No more “freeloaders” in clinical development?

While “America First” is a rallying cry for supporters of President Donald Trump, one thing they don’t want to be first in is prescription drug pricing. Following up on last week’s proposal to mandate the displaying drug pricing in TV ads, the US President took aim at the pharmaceutical industry for charging more in the States as compared to other industrialized nations. He criticized those countries for freeloading on the US’s inflated prices saying, the “American middle class is effectively funding virtually all drug research and development for the entire planet.” To address this, the Department of Health and Human Services released a proposal that would tie Medicare Part B payments for medicines to the levels that other nations pay. HHS Secretary Alex Azar did note this could cause companies to stop selling some drugs in other countries… probably not a big concern for the America First crowd.

Show me the drug money

While any DTC drug commercial will likely include shots of people happily hiking and a list of side effects longer than the symptoms of the disease it’s curing, one thing you won’t see advertised is the price of the prescription. New federal policy could change that for drugs covered under Medicare and Medicaid, forcing companies to disclose list prices in TV advertisements.

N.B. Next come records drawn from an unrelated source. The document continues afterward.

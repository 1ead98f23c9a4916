//! Identifier generation.
//!
//! Event ids are 128-bit and time-sortable: the high-order bits carry a
//! millisecond timestamp taken from the injected [`Clock`], the remainder
//! is random (UUIDv7 layout). Command and correlation ids are opaque
//! UUIDv4 values drawn from the operating system's CSPRNG; weak PRNGs are
//! deliberately absent because procurement predictability is an attack.

use std::fmt;
use std::sync::Arc;

use chrono::{DateTime, Utc};
use uuid::{NoContext, Timestamp, Uuid};

use crate::clock::Clock;

/// A time-sortable 128-bit event identifier.
///
/// Persisted and exchanged in the canonical hyphenated form via
/// [`std::fmt::Display`] and [`EventId::parse`].
#[derive(Debug, Clone, Copy, PartialEq, Eq, PartialOrd, Ord, Hash)]
pub struct EventId(Uuid);

impl EventId {
    /// Mints an event id whose timestamp bits come from `occurred_at`.
    ///
    /// Ids minted within the same millisecond differ in their random
    /// suffix and still sort within that millisecond bucket.
    #[must_use]
    pub fn at(occurred_at: DateTime<Utc>) -> Self {
        let seconds = u64::try_from(occurred_at.timestamp()).unwrap_or(0);
        let ts = Timestamp::from_unix(NoContext, seconds, occurred_at.timestamp_subsec_nanos());
        Self(Uuid::new_v7(ts))
    }

    /// Parses an event id from its canonical hyphenated form.
    ///
    /// # Errors
    ///
    /// Returns the underlying parse error for malformed input.
    pub fn parse(s: &str) -> Result<Self, uuid::Error> {
        Uuid::parse_str(s).map(Self)
    }
}

impl fmt::Display for EventId {
    fn fmt(&self, f: &mut fmt::Formatter<'_>) -> fmt::Result {
        self.0.fmt(f)
    }
}

/// Generates ids that embed timestamps from an injected clock.
///
/// The generator is the only id source handlers see, which keeps the
/// clock the single seam for time in replay tests.
#[derive(Clone)]
pub struct IdGenerator {
    clock: Arc<dyn Clock>,
}

impl IdGenerator {
    /// Creates a generator over the given clock.
    #[must_use]
    pub fn new(clock: Arc<dyn Clock>) -> Self {
        Self { clock }
    }

    /// Mints a time-sortable event id at the clock's current instant.
    #[must_use]
    pub fn event_id(&self) -> EventId {
        EventId::at(self.clock.now())
    }

    /// Mints a prefixed aggregate id, e.g. `law-0193…`.
    #[must_use]
    pub fn aggregate_id(&self, prefix: &str) -> String {
        format!("{prefix}-{}", self.event_id())
    }
}

impl fmt::Debug for IdGenerator {
    fn fmt(&self, f: &mut fmt::Formatter<'_>) -> fmt::Result {
        f.debug_struct("IdGenerator").finish_non_exhaustive()
    }
}

/// Generates a fresh command id (idempotency key) from the OS CSPRNG.
#[must_use]
pub fn command_id() -> String {
    Uuid::new_v4().to_string()
}

/// Generates an opaque correlation id for cross-referencing logs.
#[must_use]
pub fn correlation_id() -> String {
    Uuid::new_v4().to_string()
}

#[cfg(test)]
mod tests {
    use chrono::TimeZone;

    use super::*;
    use crate::clock::VirtualClock;

    #[test]
    fn event_ids_sort_by_time() {
        let clock = Arc::new(VirtualClock::new());
        let ids = IdGenerator::new(clock.clone());

        let earlier = ids.event_id();
        clock.advance_seconds(1);
        let later = ids.event_id();

        assert!(earlier < later);
    }

    #[test]
    fn event_ids_are_unique_within_a_millisecond() {
        let clock = Arc::new(VirtualClock::new());
        let ids = IdGenerator::new(clock);

        let a = ids.event_id();
        let b = ids.event_id();
        assert_ne!(a, b);
    }

    #[test]
    fn event_id_round_trips_through_display() {
        let id = EventId::at(Utc.with_ymd_and_hms(2025, 3, 1, 0, 0, 0).unwrap());
        let parsed = EventId::parse(&id.to_string()).unwrap();
        assert_eq!(id, parsed);
    }

    #[test]
    fn aggregate_ids_carry_their_prefix() {
        let ids = IdGenerator::new(Arc::new(VirtualClock::new()));
        assert!(ids.aggregate_id("ws").starts_with("ws-"));
    }

    #[test]
    fn command_ids_differ() {
        assert_ne!(command_id(), command_id());
    }
}
#[test]
fn oversized_critical_step_is_rejected() {
    let (mut charter, _clock) = kernel();
    let ws = workspace(&mut charter);
    let law_id = active_law(&mut charter, &ws, vec![90]);
    let budget_id = standard_budget(&mut charter, &law_id);

    // 6% of X exceeds the 5% CRITICAL ceiling.
    let err = charter
        .execute(&CommandEnvelope::new(adjustment(
            &budget_id,
            &[("x", -30_000), ("y", 30_000)],
        )))
        .unwrap_err();
    assert!(matches!(err, KernelError::FlexStepSizeViolation { .. }));
}

#[test]
fn unbalanced_adjustment_is_rejected() {
    let (mut charter, _clock) = kernel();
    let ws = workspace(&mut charter);
    let law_id = active_law(&mut charter, &ws, vec![90]);
    let budget_id = standard_budget(&mut charter, &law_id);

    let err = charter
        .execute(&CommandEnvelope::new(adjustment(
            &budget_id,
            &[("x", -25_000), ("y", 25_001)],
        )))
        .unwrap_err();
    assert!(matches!(err, KernelError::BudgetBalanceViolation { .. }));

    // Nothing was applied.
    let budget = charter.projections().budgets.get(&budget_id).unwrap();
    assert_eq!(budget.items["x"].allocated_amount, Decimal::from(500_000));
}

// =========================================================================
// Scenario 5: idempotent commands
// =========================================================================

#[test]
fn replaying_a_command_id_appends_nothing_new() {
    let (mut charter, _clock) = kernel();
    let ws = workspace(&mut charter);
    let law_id = active_law(&mut charter, &ws, vec![90]);
    let budget_id = standard_budget(&mut charter, &law_id);

    let envelope = CommandEnvelope::new(Command::ApproveExpenditure(ApproveExpenditure {
        budget_id: budget_id.clone(),
        item_id: "x".to_string(),
        amount: Decimal::from(50_000),
        purpose: "february payroll".to_string(),
    }))
    .by("treasurer");

    let first = charter.execute(&envelope).unwrap();
    let second = charter.execute(&envelope).unwrap();

    assert_eq!(first.len(), 1);
    assert_eq!(first[0].event_id, second[0].event_id);
    assert_eq!(first[0].command_id, second[0].command_id);

    let budget = charter.projections().budgets.get(&budget_id).unwrap();
    assert_eq!(budget.items["x"].spent_amount, Decimal::from(50_000));
    assert_eq!(
        charter
            .projections()
            .expenditures
            .for_budget(&budget_id)
            .count(),
        1
    );
}
//! Workspaces: hierarchical scopes of decision authority.
//!
//! A workspace bounds where delegations and laws apply. Archival is
//! terminal; archived workspaces accept no new delegations or laws.

mod commands;
mod events;
pub(crate) mod handlers;
mod registry;

use std::collections::BTreeMap;

use chrono::{DateTime, Utc};
use serde::{Deserialize, Serialize};

pub use commands::{ArchiveWorkspace, CreateWorkspace};
pub use events::{WorkspaceArchived, WorkspaceCreated};
pub use registry::WorkspaceRegistry;

/// Current state of a workspace aggregate.
#[derive(Debug, Clone, PartialEq, Eq, Serialize, Deserialize)]
pub struct WorkspaceState {
    /// Aggregate identifier.
    pub workspace_id: String,
    /// Human-readable name.
    pub name: String,
    /// Parent in the workspace hierarchy, if any.
    pub parent_workspace_id: Option<String>,
    /// Free-form scope metadata (territory, domain, ...).
    pub scope: BTreeMap<String, String>,
    /// Creation instant.
    pub created_at: DateTime<Utc>,
    /// Archival instant; archival is terminal.
    pub archived_at: Option<DateTime<Utc>>,
    /// Stream version of the last applied event.
    pub version: u64,
}

impl WorkspaceState {
    /// Whether the workspace accepts new delegations and laws.
    #[must_use]
    pub const fn is_active(&self) -> bool {
        self.archived_at.is_none()
    }
}
//! Safety event log projection.
//!
//! Records every reflex event the tick engine emits, keeps the halt
//! latch for the delegation gate, and answers the dedup query that makes
//! the tick idempotent at a fixed `now`.

use std::collections::BTreeMap;

use chrono::{DateTime, Utc};

/// One recorded reflex event.
#[derive(Debug, Clone, PartialEq, Eq)]
pub struct SafetyEvent {
    /// Event type discriminant.
    pub event_type: &'static str,
    /// The synthetic or domain stream it was appended to.
    pub stream_id: String,
    /// The aggregate or scope the observation is about.
    pub subject: String,
    /// Observation instant carried in the payload.
    pub triggered_at: DateTime<Utc>,
}

/// Capacity of the in-memory recent-events ring.
const RECENT_CAP: usize = 1000;

/// Materialized view over reflex events.
#[derive(Debug, Default, Clone)]
pub struct SafetyEventLog {
    recent: Vec<SafetyEvent>,
    last_seen: BTreeMap<(String, String), DateTime<Utc>>,
    delegation_halt_latched: bool,
}

impl SafetyEventLog {
    /// Most recent reflex events, oldest first, up to the ring capacity.
    #[must_use]
    pub fn recent(&self) -> &[SafetyEvent] {
        &self.recent
    }

    /// Whether a delegation concentration halt has ever been observed.
    ///
    /// The latch arms the handler-side concentration gate; the gate
    /// itself re-derives the live condition from the graph.
    #[must_use]
    pub const fn delegation_halt_latched(&self) -> bool {
        self.delegation_halt_latched
    }

    /// Whether an identical observation (same type and subject) was
    /// already recorded for this instant. The tick engine consults this
    /// so a re-run at the same `now` emits nothing new.
    #[must_use]
    pub fn already_emitted(
        &self,
        event_type: &str,
        subject: &str,
        now: DateTime<Utc>,
    ) -> bool {
        self.last_seen
            .get(&(event_type.to_string(), subject.to_string()))
            .is_some_and(|&at| at == now)
    }

    pub(crate) fn record(
        &mut self,
        event_type: &'static str,
        stream_id: &str,
        subject: &str,
        triggered_at: DateTime<Utc>,
    ) {
        if event_type == "DelegationConcentrationHalt" {
            self.delegation_halt_latched = true;
        }
        self.last_seen.insert(
            (event_type.to_string(), subject.to_string()),
            triggered_at,
        );
        if self.recent.len() == RECENT_CAP {
            self.recent.remove(0);
        }
        self.recent.push(SafetyEvent {
            event_type,
            stream_id: stream_id.to_string(),
            subject: subject.to_string(),
            triggered_at,
        });
    }
}
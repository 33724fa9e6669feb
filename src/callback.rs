//! Lifecycle events the executor fires around a run. Registering handlers
//! for these is left to the caller; the engine only needs something to
//! notify.

use crate::migration::ResolvedMigration;

/// A point in the migration lifecycle a [`CallbackHandler`] can observe.
#[derive(Clone, Copy, Debug, PartialEq, Eq)]
pub enum Event {
    BeforeMigrate,
    BeforeEachMigrate,
    AfterEachMigrate,
    AfterEachMigrateError,
    AfterVersioned,
    BeforeRepeatables,
    AfterMigrateApplied,
    AfterMigrateError,
    AfterMigrate,
}

/// The handler interface the executor notifies. A no-op blanket default so
/// a caller only overrides the events it cares about; shaped the same way
/// as [`crate::executor::ProgressReporter`].
pub trait CallbackHandler {
    /// `migration` is `None` for run-scoped events (`BeforeMigrate`,
    /// `AfterVersioned`, `BeforeRepeatables`, `AfterMigrate`, and the two
    /// `AfterMigrate*` terminal events) and `Some` for per-migration events.
    fn on_event(&mut self, event: Event, migration: Option<&ResolvedMigration>);
}

/// A [`CallbackHandler`] that does nothing, used when the caller registers
/// no callbacks.
#[derive(Default)]
pub struct NoopCallbackHandler;

impl CallbackHandler for NoopCallbackHandler {
    fn on_event(&mut self, _event: Event, _migration: Option<&ResolvedMigration>) {}
}

#[cfg(test)]
mod tests {
    use super::*;

    #[test]
    fn noop_handler_accepts_every_event() {
        let mut h = NoopCallbackHandler;
        h.on_event(Event::BeforeMigrate, None);
        h.on_event(Event::AfterMigrate, None);
    }
}
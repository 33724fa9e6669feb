use crate::migration::AppliedMigration;

/// The append-only schema history table and the mutual-exclusion lock that
/// serializes concurrent engine instances against it.
///
/// A concrete implementation binds this to a real connection/table; the
/// engine only depends on this contract rather than a specific driver.
pub trait SchemaHistoryStore {
    type Error: std::error::Error + Send + Sync + 'static;

    /// Whether the schema history table exists yet.
    fn exists(&mut self) -> Result<bool, Self::Error>;

    /// Create the schema history table.
    fn create(&mut self) -> Result<(), Self::Error>;

    /// Append a row recording the outcome of one executed migration.
    /// `installed_rank` must be one greater than the highest rank already
    /// present: strictly increasing, no gaps within one run.
    fn add_applied_migration(&mut self, row: AppliedMigration) -> Result<(), Self::Error>;

    /// All rows, in `installed_rank` order.
    fn all_applied_migrations(&mut self) -> Result<Vec<AppliedMigration>, Self::Error>;

    /// The next `installed_rank` to use, derived from the highest rank
    /// currently present (or `1` if the table is empty).
    fn next_installed_rank(&mut self) -> Result<i32, Self::Error> {
        Ok(self
            .all_applied_migrations()?
            .iter()
            .map(|m| m.installed_rank)
            .max()
            .unwrap_or(0)
            + 1)
    }

    /// Acquire the lock, run `body` with it held, and release on every exit
    /// path including `body` returning an error. Re-entrant calls within one
    /// invocation of `lock` must not deadlock.
    ///
    /// `body`'s error type is the boxed trait object rather than
    /// `Self::Error`: the executor's `body` spans planning and execution,
    /// which can fail for reasons that have nothing to do with the history
    /// store (a mixed-transactionality group, a migration's own SQL
    /// failing), so it needs a currency type wider than this store's own
    /// error.
    fn lock<T>(
        &mut self,
        body: impl FnOnce(&mut Self) -> Result<T, Box<dyn std::error::Error + Send + Sync>>,
    ) -> Result<T, Box<dyn std::error::Error + Send + Sync>>
    where
        Self: Sized;
}
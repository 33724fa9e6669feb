use crate::config::{CherryPick, Configuration};
use crate::migration::{AppliedMigration, MigrationType, ResolvedMigration};
use crate::version::{MigrationVersion, Target};

/// The state of a single [`MigrationInfo`], as a pure function of
/// `(resolved?, applied?, target, cherryPick, outOfOrder, ignorePatterns,
/// currentVersion)`.
#[derive(Clone, Copy, Debug, PartialEq, Eq, Hash)]
pub enum MigrationState {
    /// Resolved, not yet applied, within target and not cherry-pick-excluded.
    Pending,
    /// Resolved but above the requested target; excluded from this run.
    AboveTarget,
    /// Resolved but below a recorded baseline; excluded from this run.
    BelowBaseline,
    /// Excluded by `cherryPick` or by `outOfOrder = false` on an
    /// out-of-order candidate.
    Ignored,
    /// Applied, no resolved counterpart, and the row succeeded.
    MissingSuccess,
    /// Applied, no resolved counterpart, and the row failed.
    MissingFailed,
    /// Applied, version exceeds every resolved version, and the row succeeded.
    FutureSuccess,
    /// Applied, version exceeds every resolved version, and the row failed.
    FutureFailed,
    /// Applied and succeeded, matching a resolved migration.
    Success,
    /// Applied and failed, matching a resolved migration.
    Failed,
    /// Resolved, applied, version below current, applied out of order.
    OutOfOrder,
    /// Applied as a baseline marker.
    Baseline,
    /// Resolved repeatable migration not yet applied (or due for reapply).
    Available,
    /// Reserved for undo tracking; never produced by this engine (rollback
    /// beyond the database's own transaction mechanism is a non-goal).
    Undone,
}

impl MigrationState {
    /// Parse the `state` half of an `ignoreMigrationPatterns` entry
    /// (snake_case, case-insensitive).
    pub fn parse(raw: &str) -> Option<MigrationState> {
        use MigrationState::*;
        Some(match raw.to_ascii_lowercase().as_str() {
            "pending" => Pending,
            "above_target" => AboveTarget,
            "below_baseline" => BelowBaseline,
            "ignored" => Ignored,
            "missing_success" => MissingSuccess,
            "missing_failed" => MissingFailed,
            "future_success" => FutureSuccess,
            "future_failed" => FutureFailed,
            "success" => Success,
            "failed" => Failed,
            "out_of_order" => OutOfOrder,
            "baseline" => Baseline,
            "available" => Available,
            "undone" => Undone,
            _ => return None,
        })
    }

    pub fn is_failed(self) -> bool {
        matches!(
            self,
            MigrationState::Failed | MigrationState::MissingFailed | MigrationState::FutureFailed
        )
    }

    pub fn is_resolved_pending(self) -> bool {
        matches!(
            self,
            MigrationState::Pending | MigrationState::OutOfOrder | MigrationState::Available
        )
    }
}

/// A join of a resolved and/or applied migration, carrying a derived
/// `state`.
#[derive(Clone, Debug)]
pub struct MigrationInfo {
    resolved: Option<ResolvedMigration>,
    applied: Option<AppliedMigration>,
    state: MigrationState,
}

impl MigrationInfo {
    pub fn resolved(&self) -> Option<&ResolvedMigration> {
        self.resolved.as_ref()
    }

    pub fn applied(&self) -> Option<&AppliedMigration> {
        self.applied.as_ref()
    }

    pub fn state(&self) -> MigrationState {
        self.state
    }

    pub fn version(&self) -> Option<&MigrationVersion> {
        self.resolved
            .as_ref()
            .and_then(ResolvedMigration::version)
            .or_else(|| self.applied.as_ref().and_then(|a| a.version.as_ref()))
    }

    pub fn description(&self) -> &str {
        self.resolved
            .as_ref()
            .map(ResolvedMigration::description)
            .or_else(|| self.applied.as_ref().map(|a| a.description.as_str()))
            .unwrap_or_default()
    }

    pub fn migration_type(&self) -> Option<MigrationType> {
        self.resolved
            .as_ref()
            .map(ResolvedMigration::migration_type)
            .or_else(|| self.applied.as_ref().map(|a| a.migration_type))
    }

    pub fn identifier(&self) -> String {
        match (&self.resolved, &self.applied) {
            (Some(r), _) => r.identifier(),
            (None, Some(a)) => a.identifier(),
            (None, None) => unreachable!("MigrationInfo always has a resolved or applied side"),
        }
    }
}

/// Pure state-derivation function. `current` is the version of
/// the latest *successful* applied versioned migration, or
/// [`MigrationVersion::empty`] if there is none. `max_resolved` is the
/// highest version among all resolved versioned migrations, used to tell
/// `FUTURE` (ahead of anything the resolver knows about) from `MISSING`
/// (within the known range, but the file disappeared).
fn derive_state(
    resolved: Option<&ResolvedMigration>,
    applied: Option<&AppliedMigration>,
    current: &MigrationVersion,
    max_resolved: Option<&MigrationVersion>,
    target: &Target,
    cherry_pick: Option<&[CherryPick]>,
    out_of_order: bool,
) -> MigrationState {
    match (resolved, applied) {
        (None, Some(app)) => {
            let exceeds_known = match (&app.version, max_resolved) {
                (Some(v), Some(max)) => v > max,
                (Some(_), None) => true,
                (None, _) => false,
            };
            if exceeds_known {
                if app.success {
                    MigrationState::FutureSuccess
                } else {
                    MigrationState::FutureFailed
                }
            } else if app.success {
                MigrationState::MissingSuccess
            } else {
                MigrationState::MissingFailed
            }
        }
        (Some(res), None) => {
            if res.migration_type() == MigrationType::Baseline {
                return MigrationState::Baseline;
            }

            if let Some(picks) = cherry_pick {
                if !cherry_pick_admits(res, picks) {
                    return MigrationState::Ignored;
                }
            }

            match res.version() {
                None => MigrationState::Available,
                Some(v) => {
                    if !target.admits(v, current) {
                        return MigrationState::AboveTarget;
                    }
                    if v < current {
                        if out_of_order {
                            MigrationState::OutOfOrder
                        } else {
                            MigrationState::Ignored
                        }
                    } else {
                        MigrationState::Pending
                    }
                }
            }
        }
        (Some(res), Some(app)) => {
            if app.migration_type == MigrationType::Baseline {
                return MigrationState::Baseline;
            }
            if res.is_repeatable() && !app.checksum_matches(res) {
                return MigrationState::Pending;
            }
            if app.success {
                MigrationState::Success
            } else {
                MigrationState::Failed
            }
        }
        (None, None) => unreachable!("a MigrationInfo must join at least one side"),
    }
}

fn cherry_pick_admits(resolved: &ResolvedMigration, picks: &[CherryPick]) -> bool {
    picks.iter().any(|p| match (p, resolved.version()) {
        (CherryPick::Version(v), Some(rv)) => rv.as_str() == v,
        (CherryPick::Description(d), _) => d == resolved.description(),
        _ => false,
    })
}

/// Joins resolved migrations with schema history and serves read-only
/// queries over the resulting snapshot. Rebuilt fresh by [`refresh`].
///
/// [`refresh`]: MigrationInfoService::refresh
pub struct MigrationInfoService {
    snapshot: Vec<MigrationInfo>,
}

impl MigrationInfoService {
    /// Build a fresh snapshot by joining `resolved` against `applied` and
    /// deriving each entry's state.
    pub fn refresh(
        resolved: Vec<ResolvedMigration>,
        applied: Vec<AppliedMigration>,
        config: &Configuration,
    ) -> Result<MigrationInfoService, crate::Error> {
        let target = config.target()?;
        let cherry_pick = config.cherry_pick();

        let current = applied
            .iter()
            .filter(|a| a.success && a.version.is_some())
            .map(|a| a.version.clone().unwrap())
            .max()
            .unwrap_or_else(MigrationVersion::empty);

        let max_resolved = resolved.iter().filter_map(ResolvedMigration::version).max();

        let mut joined: Vec<MigrationInfo> = Vec::new();
        let mut matched_applied_idx = vec![false; applied.len()];

        for res in &resolved {
            let applied_match = applied.iter().enumerate().find(|(idx, app)| {
                !matched_applied_idx[*idx]
                    && match res.version() {
                        Some(v) => app.version.as_ref() == Some(v),
                        None => app.version.is_none() && app.description == res.description(),
                    }
            });

            let applied_ref = applied_match.map(|(idx, app)| {
                matched_applied_idx[idx] = true;
                app.clone()
            });

            let state = derive_state(
                Some(res),
                applied_ref.as_ref(),
                &current,
                max_resolved,
                &target,
                cherry_pick.as_deref(),
                config.out_of_order(),
            );

            joined.push(MigrationInfo {
                resolved: Some(res.clone()),
                applied: applied_ref,
                state,
            });
        }

        for (idx, app) in applied.into_iter().enumerate() {
            if matched_applied_idx[idx] {
                continue;
            }
            let state = derive_state(
                None,
                Some(&app),
                &current,
                max_resolved,
                &target,
                cherry_pick.as_deref(),
                config.out_of_order(),
            );
            joined.push(MigrationInfo {
                resolved: None,
                applied: Some(app),
                state,
            });
        }

        joined.sort_by(|a, b| match (a.version(), b.version()) {
            (Some(va), Some(vb)) => va.cmp(vb),
            (Some(_), None) => std::cmp::Ordering::Less,
            (None, Some(_)) => std::cmp::Ordering::Greater,
            (None, None) => a.description().cmp(b.description()),
        });

        Ok(MigrationInfoService { snapshot: joined })
    }

    /// The latest successful versioned applied migration, if any.
    pub fn current(&self) -> Option<&MigrationInfo> {
        self.snapshot
            .iter()
            .filter(|m| m.state == MigrationState::Success && m.version().is_some())
            .max_by(|a, b| a.version().cmp(&b.version()))
    }

    /// Resolved and not yet applied (already filtered by target/cherry-pick).
    pub fn pending(&self) -> Vec<&MigrationInfo> {
        self.snapshot
            .iter()
            .filter(|m| m.state.is_resolved_pending())
            .collect()
    }

    /// Applied but with no matching resolved migration.
    pub fn future(&self) -> Vec<&MigrationInfo> {
        self.snapshot
            .iter()
            .filter(|m| {
                matches!(
                    m.state,
                    MigrationState::FutureSuccess | MigrationState::FutureFailed
                )
            })
            .collect()
    }

    /// Applied rows with `success = false`, in rank order.
    pub fn failed(&self) -> Vec<&MigrationInfo> {
        let mut out: Vec<&MigrationInfo> = self.snapshot.iter().filter(|m| m.state.is_failed()).collect();
        out.sort_by_key(|m| m.applied().map(|a| a.installed_rank).unwrap_or(i32::MAX));
        out
    }

    /// All resolved migrations, versioned ascending, repeatables last
    /// ordered by description.
    pub fn resolved(&self) -> Vec<&MigrationInfo> {
        self.snapshot.iter().filter(|m| m.resolved().is_some()).collect()
    }

    pub fn all(&self) -> &[MigrationInfo] {
        &self.snapshot
    }
}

While most patients don’t typically pay the full price for their prescriptions, Health and Human Services Secretary Alex Azar says, “They deserve to know if the drug company has pushed their prices to abusive levels.” PhRMA says their members would be willing to include a link to a website that has pricing information in advertisements, to which Azar pretty much replied, that’s not what I meant.

Aetna mails it in

Sometimes an envelope and poorly thought out patient privacy procedures are all you need for a data breach, as Aetna discovered last summer. The insurance company was, no joke, sending out letters in response to a previous privacy violation, notifying patients who took the HIV preventative PrEP about changes to ordering the medication. So they put this information in an envelope with a nice, oversized window where you can see the patient’s name and a reference to HIV prescriptions. That’s a patient privacy nightmare for any condition, and it’s made worse due to the stigma still surrounding the virus.  Aetna agreed to pay $17M to the patients last Wednesday, which will presumably come in the form of checks with the memo “We’re sorry about telling everyone about your HIV status.”